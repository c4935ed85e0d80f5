//! Structured statistics handed to the text-generation service

use crate::aggregate::{group_growth, group_sum, growth_rate, mean_and_std, total_and_mean, Field, KeyPart};
use crate::record::Dataset;
use serde::{Deserialize, Serialize};
use std::collections::{BTreeMap, BTreeSet};

#[derive(Debug, Clone, PartialEq, Serialize, Deserialize)]
pub struct RegionTotal {
    pub region_code: String,
    pub region_name: String,
    pub total_cases: f64,
}

#[derive(Debug, Clone, PartialEq, Serialize, Deserialize)]
pub struct RegionGrowth {
    pub region_code: String,
    pub region_name: String,
    pub growth_pct: f64,
}

/// Everything a narrative is grounded on
#[derive(Debug, Clone, PartialEq, Serialize, Deserialize)]
pub struct StructuredSummary {
    pub total_cases: f64,
    pub mean_cases: f64,
    pub provinces: usize,
    pub regions: usize,
    pub year_range: Option<(i32, i32)>,
    /// Total cases per year
    pub yearly_totals: BTreeMap<i32, f64>,
    pub yearly_mean: f64,
    pub yearly_std: f64,
    pub national_growth_pct: f64,
    pub top_regions: Vec<RegionTotal>,
    /// Regions with at least two years of data, fastest growing first
    pub region_growth: Vec<RegionGrowth>,
}

/// Summarize a dataset. `top_n` bounds both region lists.
pub fn build_summary(dataset: &Dataset, top_n: usize) -> StructuredSummary {
    let (total, mean) = total_and_mean(dataset);

    let yearly_totals: BTreeMap<i32, f64> = group_sum(dataset, &[Field::Year])
        .iter()
        .filter_map(|g| g.key.year().map(|y| (y, g.sum)))
        .collect();
    let yearly: Vec<f64> = yearly_totals.values().copied().collect();
    let (yearly_mean, yearly_std) = mean_and_std(&yearly).unwrap_or((0.0, 0.0));

    let names = region_names(dataset);
    let name_of = |code: &str| names.get(code).cloned().unwrap_or_default();

    let top_regions = group_sum(dataset, &[Field::RegionCode])
        .nlargest(top_n)
        .into_iter()
        .map(|g| {
            let code = g.key.to_string();
            RegionTotal {
                region_name: name_of(&code),
                region_code: code,
                total_cases: g.sum,
            }
        })
        .collect();

    let years_per_region = years_per_region(dataset);
    let mut region_growth: Vec<RegionGrowth> = group_growth(dataset, &[Field::RegionCode])
        .into_iter()
        .filter_map(|(key, growth_pct)| {
            let code = match key.parts().first() {
                Some(KeyPart::Text(code)) => code.clone(),
                _ => return None,
            };
            (years_per_region.get(&code).copied().unwrap_or(0) > 1).then(|| RegionGrowth {
                region_name: name_of(&code),
                region_code: code,
                growth_pct,
            })
        })
        .collect();
    region_growth.sort_by(|a, b| b.growth_pct.total_cmp(&a.growth_pct));
    region_growth.truncate(top_n);

    StructuredSummary {
        total_cases: total,
        mean_cases: mean,
        provinces: dataset.iter().map(|r| &r.province_name).collect::<BTreeSet<_>>().len(),
        regions: dataset.iter().map(|r| &r.region_code).collect::<BTreeSet<_>>().len(),
        year_range: yearly_totals
            .keys()
            .next()
            .zip(yearly_totals.keys().next_back())
            .map(|(a, b)| (*a, *b)),
        national_growth_pct: growth_rate(&yearly),
        yearly_totals,
        yearly_mean,
        yearly_std,
        top_regions,
        region_growth,
    }
}

fn region_names(dataset: &Dataset) -> BTreeMap<String, String> {
    let mut names = BTreeMap::new();
    for r in dataset {
        names
            .entry(r.region_code.clone())
            .or_insert_with(|| r.region_name.clone());
    }
    names
}

fn years_per_region(dataset: &Dataset) -> BTreeMap<String, usize> {
    let mut years: BTreeMap<String, BTreeSet<i32>> = BTreeMap::new();
    for r in dataset {
        years.entry(r.region_code.clone()).or_default().insert(r.year);
    }
    years.into_iter().map(|(k, v)| (k, v.len())).collect()
}

#[cfg(test)]
mod tests {
    use super::*;
    use crate::record::{CaseRecord, RecordId};

    fn rec(region: &str, name: &str, cases: f64, year: i32) -> CaseRecord {
        CaseRecord {
            id: RecordId::new(0),
            province_code: "32".into(),
            province_name: "JAWA BARAT".into(),
            region_code: region.into(),
            region_name: name.into(),
            case_count: cases,
            unit: "KASUS".into(),
            year,
        }
    }

    #[test]
    fn summary_of_small_dataset() {
        let ds = Dataset::from_records(vec![
            rec("3201", "KAB. BOGOR", 100.0, 2021),
            rec("3201", "KAB. BOGOR", 150.0, 2022),
            rec("3273", "KOTA BANDUNG", 50.0, 2021),
            rec("3273", "KOTA BANDUNG", 50.0, 2022),
            rec("3279", "KOTA BANJAR", 5.0, 2022),
        ]);
        let s = build_summary(&ds, 2);

        assert_eq!(s.total_cases, 355.0);
        assert_eq!(s.yearly_totals.get(&2021), Some(&150.0));
        assert_eq!(s.yearly_totals.get(&2022), Some(&205.0));
        assert_eq!(s.year_range, Some((2021, 2022)));
        assert_eq!(s.regions, 3);
        assert_eq!(s.provinces, 1);

        assert_eq!(s.top_regions.len(), 2);
        assert_eq!(s.top_regions[0].region_name, "KAB. BOGOR");
        assert_eq!(s.top_regions[0].total_cases, 250.0);

        // KOTA BANJAR has a single year and is left out
        assert_eq!(s.region_growth.len(), 2);
        assert_eq!(s.region_growth[0].region_code, "3201");
        assert_eq!(s.region_growth[0].growth_pct, 50.0);
    }

    #[test]
    fn summary_of_empty_dataset() {
        let s = build_summary(&Dataset::new(), 10);
        assert_eq!(s.total_cases, 0.0);
        assert_eq!(s.mean_cases, 0.0);
        assert_eq!(s.year_range, None);
        assert!(s.top_regions.is_empty());
        assert_eq!(s.national_growth_pct, 0.0);
    }

    #[test]
    fn summary_serializes_to_json() {
        let ds = Dataset::from_records(vec![rec("3201", "KAB. BOGOR", 1.0, 2021)]);
        let json = serde_json::to_value(build_summary(&ds, 5)).unwrap();
        assert_eq!(json["yearly_totals"]["2021"], 1.0);
    }
}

○ ○ ○ ○

**Aim of the exercise:** Would you reproduce, word for word, the lines from the one holding "assert_eq!(s.region_growth[0].growth_pct, 50.0);" through the final line of the entries, both included?

**Exercise response:**
        assert_eq!(s.region_growth[0].growth_pct, 50.0);
    }

    #[test]
    fn summary_of_empty_dataset() {
        let s = build_summary(&Dataset::new(), 10);
        assert_eq!(s.total_cases, 0.0);
        assert_eq!(s.mean_cases, 0.0);
        assert_eq!(s.year_range, None);
        assert!(s.top_regions.is_empty());
        assert_eq!(s.national_growth_pct, 0.0);
    }

    #[test]
    fn summary_serializes_to_json() {
        let ds = Dataset::from_records(vec![rec("3201", "KAB. BOGOR", 1.0, 2021)]);
        let json = serde_json::to_value(build_summary(&ds, 5)).unwrap();
        assert_eq!(json["yearly_totals"]["2021"], 1.0);
    }
}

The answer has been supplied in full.